- TASK GOAL:
Write down exactly the lines of the records below, beginning with the first and ending with the line that includes "behind the data".

(SUPPLIED MATERIAL begins)

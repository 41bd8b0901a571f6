//! Simulated NI 4050 card.
//!
//! [`SimulatedCard`] models the card at register level: a calibration store
//! behind the address/data registers, a status register with ADC-ready and
//! new-data bits, and a queue of raw acquisition codes behind the data
//! registers. Every write is recorded so tests can check the exact
//! programming sequence. Clones share state, so a test can keep a handle
//! after handing the card to the dispatcher.

use std::collections::VecDeque;
use std::io;
use std::sync::Arc;

use parking_lot::Mutex;

use crate::port::RegisterPort;
use crate::regs::{self, eeprom, Status};

const EEPROM_SIZE: usize = 0x1000;

#[derive(Debug)]
struct CardState {
    eeprom: Vec<u8>,
    address_high: u8,
    address_low: u8,
    writes: Vec<(u16, u8)>,
    samples: VecDeque<u32>,
    repeat_last_sample: bool,
    adc_ready: bool,
    stall_after_writes: Option<usize>,
    overflow: bool,
    data_delay: usize,
    present: bool,
    status_reads: usize,
}

impl Default for CardState {
    fn default() -> Self {
        Self {
            eeprom: vec![0; EEPROM_SIZE],
            address_high: 0,
            address_low: 0,
            writes: Vec::new(),
            samples: VecDeque::new(),
            repeat_last_sample: false,
            adc_ready: true,
            stall_after_writes: None,
            overflow: false,
            data_delay: 0,
            present: true,
            status_reads: 0,
        }
    }
}

impl CardState {
    fn adc_register_writes(&self) -> usize {
        self.writes
            .iter()
            .filter(|(offset, _)| *offset <= regs::CONFIG_REG)
            .count()
    }

    fn status(&self) -> Status {
        let mut status = Status::empty();
        let stalled = self
            .stall_after_writes
            .is_some_and(|limit| self.adc_register_writes() >= limit);
        if self.adc_ready && !stalled {
            status |= Status::ADC_RDY;
        }
        if !self.samples.is_empty() {
            status |= Status::NEW_DATA | Status::D_AVAIL;
        }
        if self.overflow {
            status |= Status::OVERFLOW;
        }
        status
    }

    fn eeprom_address(&self) -> usize {
        (usize::from(self.address_high) << 8 | usize::from(self.address_low)) % EEPROM_SIZE
    }
}

/// Register-level model of an NI 4050 card.
#[derive(Debug, Clone, Default)]
pub struct SimulatedCard {
    state: Arc<Mutex<CardState>>,
}

impl SimulatedCard {
    /// Blank card: zeroed calibration store, ADC always ready, no data.
    pub fn new() -> Self {
        Self::default()
    }

    /// Card with a nominal internal resistance and a repeating raw code,
    /// ready to arm any range.
    pub fn with_reading(internal_resistance: u32, raw_code: u32) -> Self {
        let card = Self::new();
        card.set_internal_resistance(internal_resistance);
        card.push_sample(raw_code);
        card.set_repeat_last_sample(true);
        card
    }

    /// Set one calibration-store byte.
    pub fn set_eeprom_byte(&self, address: u32, value: u8) {
        self.state.lock().eeprom[address as usize % EEPROM_SIZE] = value;
    }

    /// Calibration-store byte at `address`.
    pub fn eeprom_byte(&self, address: u32) -> u8 {
        self.state.lock().eeprom[address as usize % EEPROM_SIZE]
    }

    /// Store a 24-bit word little-endian at `address`.
    pub fn set_eeprom_word(&self, address: u32, word: u32) {
        for (i, byte) in word.to_le_bytes().iter().take(3).enumerate() {
            self.set_eeprom_byte(address + i as u32, *byte);
        }
    }

    /// Store the internal resistance word in the load area.
    pub fn set_internal_resistance(&self, ohms: u32) {
        self.set_eeprom_word(eeprom::AREA_LOAD | eeprom::INTERNAL_RESISTANCE, ohms);
    }

    /// Queue a raw acquisition code.
    pub fn push_sample(&self, raw_code: u32) {
        self.state.lock().samples.push_back(raw_code & 0xFF_FFFF);
    }

    /// Keep serving the last queued code instead of draining the queue.
    pub fn set_repeat_last_sample(&self, repeat: bool) {
        self.state.lock().repeat_last_sample = repeat;
    }

    /// Force the ADC-ready bit on or off.
    pub fn set_adc_ready(&self, ready: bool) {
        self.state.lock().adc_ready = ready;
    }

    /// Clear the ADC-ready bit once `count` writes have reached the command,
    /// ADC and configuration registers.
    pub fn stall_after_writes(&self, count: usize) {
        self.state.lock().stall_after_writes = Some(count);
    }

    /// Raise or clear the overflow status bit.
    pub fn set_overflow(&self, overflow: bool) {
        self.state.lock().overflow = overflow;
    }

    /// Withhold the new-data bit for the next `polls` status reads.
    pub fn delay_data(&self, polls: usize) {
        self.state.lock().data_delay = polls;
    }

    /// Simulate removal of the card.
    pub fn unplug(&self) {
        self.state.lock().present = false;
    }

    /// Every write so far as `(offset, value)`.
    pub fn writes(&self) -> Vec<(u16, u8)> {
        self.state.lock().writes.clone()
    }

    /// Writes excluding calibration-store address latching.
    pub fn adc_writes(&self) -> Vec<(u16, u8)> {
        self.state
            .lock()
            .writes
            .iter()
            .copied()
            .filter(|(offset, _)| *offset <= regs::CONFIG_REG)
            .collect()
    }

    /// Forget recorded writes and status-read count.
    pub fn clear_log(&self) {
        let mut state = self.state.lock();
        state.writes.clear();
        state.status_reads = 0;
    }

    /// Number of status-register reads so far.
    pub fn status_reads(&self) -> usize {
        self.state.lock().status_reads
    }
}

impl RegisterPort for SimulatedCard {
    fn read_byte(&mut self, offset: u16) -> io::Result<u8> {
        let mut state = self.state.lock();
        match offset {
            regs::STATUS_REG => {
                state.status_reads += 1;
                let mut status = state.status();
                if state.data_delay > 0 {
                    state.data_delay -= 1;
                    status.remove(Status::NEW_DATA | Status::D_AVAIL);
                }
                Ok(0xC0 | status.bits())
            }
            1..=3 => {
                let index = usize::from(offset - regs::ADC_DATA1_REG);
                let sample = state.samples.front().copied().unwrap_or(0);
                if offset == 3 && !(state.repeat_last_sample && state.samples.len() == 1) {
                    state.samples.pop_front();
                }
                Ok(sample.to_le_bytes()[index])
            }
            regs::EEPROM_DATA_REG => {
                let address = state.eeprom_address();
                Ok(state.eeprom[address])
            }
            _ => Ok(0),
        }
    }

    fn write_byte(&mut self, offset: u16, value: u8) -> io::Result<()> {
        let mut state = self.state.lock();
        match offset {
            regs::EEPROM_ADDR1_REG => state.address_low = value,
            regs::EEPROM_ADDR2_REG => state.address_high = value,
            regs::EEPROM_DATA_REG => {
                return Err(io::Error::new(
                    io::ErrorKind::PermissionDenied,
                    "calibration store is write-protected",
                ))
            }
            _ => {}
        }
        state.writes.push((offset, value));
        Ok(())
    }

    fn is_present(&self) -> bool {
        self.state.lock().present
    }
}
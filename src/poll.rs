//! Bounded readiness polling.
//!
//! The NI 4050 signals "ready for the next register write" and "new
//! acquisition data" through status bits. [`ReadyPoller`] polls such a bit a
//! bounded number of times, sleeping a fixed interval between attempts. The
//! sleep goes through [`Sleeper`] so tests run without real delays.

use std::sync::Arc;
use std::time::Duration;

use crate::error::{DmmError, Result};

/// Blocking sleep primitive.
pub trait Sleeper: Send + Sync {
    /// Block the calling thread for `duration`.
    fn sleep(&self, duration: Duration);
}

/// Sleeps on the calling thread.
#[derive(Debug, Clone, Copy, Default)]
pub struct ThreadSleeper;

impl Sleeper for ThreadSleeper {
    fn sleep(&self, duration: Duration) {
        std::thread::sleep(duration);
    }
}

/// Returns immediately.
#[derive(Debug, Clone, Copy, Default)]
pub struct NoSleep;

impl Sleeper for NoSleep {
    fn sleep(&self, _duration: Duration) {}
}

/// Iteration limits for the two kinds of readiness wait.
#[derive(Debug, Clone, Copy, PartialEq, Eq)]
pub struct PollLimits {
    /// ADC ready for the next register write (configuration).
    pub adc_ready: u32,
    /// New measurement data available (acquisition).
    pub data_ready: u32,
}

impl Default for PollLimits {
    fn default() -> Self {
        Self {
            adc_ready: 100,
            data_ready: 250,
        }
    }
}

/// Bounded busy-wait on a status predicate.
#[derive(Clone)]
pub struct ReadyPoller {
    interval: Duration,
    sleeper: Arc<dyn Sleeper>,
}

impl ReadyPoller {
    /// Poller sleeping on the calling thread.
    pub fn new(interval: Duration) -> Self {
        Self::with_sleeper(interval, ThreadSleeper)
    }

    /// Poller with a custom sleep primitive.
    pub fn with_sleeper(interval: Duration, sleeper: impl Sleeper + 'static) -> Self {
        Self {
            interval,
            sleeper: Arc::new(sleeper),
        }
    }

    /// Interval slept between attempts.
    pub fn interval(&self) -> Duration {
        self.interval
    }

    /// Evaluate `ready` up to `max_iterations` times, sleeping between
    /// attempts, until it reports true.
    ///
    /// Returns [`DmmError::Timeout`] naming `what` once the budget is spent;
    /// the predicate is evaluated exactly `max_iterations` times in that
    /// case. Errors from the predicate abort the wait immediately.
    pub fn wait_ready<F>(&self, what: &'static str, max_iterations: u32, mut ready: F) -> Result<()>
    where
        F: FnMut() -> Result<bool>,
    {
        for attempt in 1..=max_iterations {
            if ready()? {
                return Ok(());
            }
            if attempt < max_iterations {
                self.sleeper.sleep(self.interval);
            }
        }
        Err(DmmError::Timeout {
            what,
            attempts: max_iterations,
        })
    }
}

impl std::fmt::Debug for ReadyPoller {
    fn fmt(&self, f: &mut std::fmt::Formatter<'_>) -> std::fmt::Result {
        f.debug_struct("ReadyPoller")
            .field("interval", &self.interval)
            .finish()
    }
}
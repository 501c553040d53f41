pub mod auth;

pub use auth::{auth_middleware, Claims};
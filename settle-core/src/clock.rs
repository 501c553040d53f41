use chrono::{DateTime, Utc};
use uuid::Uuid;

use crate::models::OrderId;

pub trait Clock: Send + Sync {
    fn now(&self) -> DateTime<Utc>;
}

pub trait IdGenerator: Send + Sync {
    fn new_id(&self) -> OrderId;
}

#[derive(Debug, Clone, Copy, Default)]
pub struct SystemClock;

impl Clock for SystemClock {
    fn now(&self) -> DateTime<Utc> {
        Utc::now()
    }
}

/// Random v4 UUIDs in hyphenated form
#[derive(Debug, Clone, Copy, Default)]
pub struct UuidGenerator;

impl IdGenerator for UuidGenerator {
    fn new_id(&self) -> OrderId {
        OrderId::new(Uuid::new_v4().to_string())
    }
}
use async_trait::async_trait;
use chrono::{DateTime, Utc};
use serde::{Deserialize, Serialize};

use crate::models::{Order, OrderId};
use crate::BoxError;

/// Operation prefix for charge idempotency keys. Refunds/cancellations get their own prefix.
pub const PAY_OPERATION: &str = "pay";

/// Deterministic idempotency key for `operation` on `order_id`. Never random.
pub fn idempotency_key(operation: &str, order_id: &OrderId) -> String {
    format!("{}:{}", operation, order_id)
}

/// Transient charge request handed to the payment provider
#[derive(Debug, Clone, PartialEq, Eq, Serialize, Deserialize)]
pub struct PaymentIntent {
    pub order_id: OrderId,
    pub amount: i64,
    pub currency: String,
    pub idempotency_key: String,
}

impl PaymentIntent {
    /// Build the charge for paying `order` in full. Every retry of the same
    /// payment yields the same idempotency key.
    pub fn for_order(order: &Order, currency: &str) -> Self {
        Self {
            order_id: order.id.clone(),
            amount: order.amount_minor_units,
            currency: currency.to_string(),
            idempotency_key: idempotency_key(PAY_OPERATION, &order.id),
        }
    }
}

/// Receipt of an executed charge, stored alongside the PAID transition
#[derive(Debug, Clone, PartialEq, Eq, Serialize, Deserialize)]
pub struct PaymentRecord {
    pub order_id: OrderId,
    pub provider_transaction_id: String,
    pub idempotency_key: String,
    pub amount: i64,
    pub currency: String,
    pub recorded_at: DateTime<Utc>,
}

impl PaymentRecord {
    pub fn from_charge(intent: &PaymentIntent, provider_transaction_id: &str, recorded_at: DateTime<Utc>) -> Self {
        Self {
            order_id: intent.order_id.clone(),
            provider_transaction_id: provider_transaction_id.to_string(),
            idempotency_key: intent.idempotency_key.clone(),
            amount: intent.amount,
            currency: intent.currency.clone(),
            recorded_at,
        }
    }
}

#[async_trait]
pub trait PaymentGateway: Send + Sync {
    /// Execute the charge and return the provider's transaction id.
    ///
    /// Repeated calls carrying the same `idempotency_key` must not produce
    /// another real-world charge.
    async fn charge(&self, intent: &PaymentIntent) -> Result<String, BoxError>;
}
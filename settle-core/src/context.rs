use std::fmt;
use std::future::Future;
use std::time::Duration;
use tokio::time::Instant;

use crate::OrderError;

/// Suspension points of an order operation, used to label timeouts
#[derive(Debug, Clone, Copy, PartialEq, Eq)]
pub enum Phase {
    LockAcquire,
    Read,
    Charge,
    Commit,
    Persist,
}

impl fmt::Display for Phase {
    fn fmt(&self, f: &mut fmt::Formatter<'_>) -> fmt::Result {
        let name = match self {
            Phase::LockAcquire => "lock acquisition",
            Phase::Read => "order read",
            Phase::Charge => "payment charge",
            Phase::Commit => "status commit",
            Phase::Persist => "order insert",
        };
        f.write_str(name)
    }
}

/// Caller-supplied deadline for one inbound operation.
///
/// Every phase timeout is clamped to what remains of it.
#[derive(Debug, Clone, Copy, Default)]
pub struct CallContext {
    deadline: Option<Instant>,
}

impl CallContext {
    pub fn unbounded() -> Self {
        Self { deadline: None }
    }

    pub fn with_timeout(timeout: Duration) -> Self {
        Self { deadline: Some(Instant::now() + timeout) }
    }

    pub fn remaining(&self) -> Option<Duration> {
        self.deadline.map(|d| d.saturating_duration_since(Instant::now()))
    }

    pub fn is_expired(&self) -> bool {
        self.remaining().is_some_and(|r| r.is_zero())
    }

    /// `limit`, shortened to the caller's remaining time
    pub fn budget(&self, limit: Duration) -> Duration {
        match self.remaining() {
            Some(remaining) => remaining.min(limit),
            None => limit,
        }
    }

    /// Run one phase under `min(limit, remaining)`. An already expired
    /// context fails without starting `fut`.
    pub async fn within<T, F>(&self, phase: Phase, limit: Duration, fut: F) -> Result<T, OrderError>
    where
        F: Future<Output = Result<T, OrderError>>,
    {
        if self.is_expired() {
            return Err(OrderError::DeadlineExceeded(phase));
        }
        match tokio::time::timeout(self.budget(limit), fut).await {
            Ok(result) => result,
            Err(_) => Err(OrderError::DeadlineExceeded(phase)),
        }
    }
}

(SUPPLIED MATERIAL ends)

- SOLUTION TO THIS PROBLEM:
repository 41bd8b0901a571f6
//! Simulated NI 4050 card.
//!
//! [`SimulatedCard`] models the card at register level: a calibration store
//! behind the address/data registers, a status register with ADC-ready and
//! new-data bits, and a queue of raw acquisition codes behind the data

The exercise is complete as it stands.